Records supplied:

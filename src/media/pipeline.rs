use super::encoder::AudioEncoder;
use super::error::{Result, ServiceError};
use super::fetch::Fetch;
use super::types::ByteStream;
use crate::scratch::ScratchDir;
use bytes::Bytes;
use futures::{Stream, StreamExt, TryStreamExt};
use std::pin::Pin;
use std::task::{Context, Poll};
use tokio::io::AsyncWriteExt;
use tokio_util::io::ReaderStream;
use tracing::{info, warn};

/// Byte stream that keeps `held` alive until the stream is dropped. Used for
/// child processes and scratch files that must outlive the response headers.
struct Holding<H> {
    inner: ByteStream,
    _held: H,
}

impl<H: Unpin> Stream for Holding<H> {
    type Item = std::io::Result<Bytes>;

    fn poll_next(self: Pin<&mut Self>, cx: &mut Context<'_>) -> Poll<Option<Self::Item>> {
        self.get_mut().inner.as_mut().poll_next(cx)
    }
}

pub fn hold<H: Send + Unpin + 'static>(inner: ByteStream, held: H) -> ByteStream {
    Box::pin(Holding { inner, _held: held })
}

/// Logs errors that happen after the response has started. At that point the
/// status line is gone, the connection is simply cut.
pub fn log_stream_errors(stream: ByteStream, context: String) -> ByteStream {
    Box::pin(stream.inspect_err(move |e| warn!("Stream error for {}: {}", context, e)))
}

/// Pass-through of a remote media body.
pub async fn proxy(fetch: &dyn Fetch, url: &str) -> Result<ByteStream> {
    fetch.fetch_media(url).await
}

/// Downloads `url` into a scratch file, extracts its audio track next to it and
/// streams the result. Both files are removed once the returned stream is dropped.
pub async fn transcode_to_mp3(
    fetch: &dyn Fetch,
    encoder: &dyn AudioEncoder,
    scratch: &ScratchDir,
    url: &str,
) -> Result<ByteStream> {
    let input = scratch.create("mp4")?;
    let output = input.sibling("mp3")?;

    let mut body = fetch.fetch_media(url).await?;
    let mut file = tokio::fs::File::create(input.path()).await?;
    let mut written: u64 = 0;
    while let Some(chunk) = body.next().await {
        let chunk = chunk.map_err(|e| ServiceError::stream(format!("Failed to fetch {url}: {e}")))?;
        written += chunk.len() as u64;
        file.write_all(&chunk).await?;
    }
    file.flush().await?;
    drop(file);
    info!("Fetched {} bytes into {}", written, input.path().display());

    encoder.transcode_to_audio(input.path(), output.path()).await?;

    let converted = tokio::fs::File::open(output.path()).await.map_err(|e| {
        ServiceError::Transcode(format!("Encoder produced no output: {e}"))
    })?;

    Ok(hold(Box::pin(ReaderStream::new(converted)), (input, output)))
}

Work instruction: Among the records, find each line where the word "Item" occurs, and copy it.

Exercise output:
    type Item = std::io::Result<Bytes>;
    fn poll_next(self: Pin<&mut Self>, cx: &mut Context<'_>) -> Poll<Option<Self::Item>> {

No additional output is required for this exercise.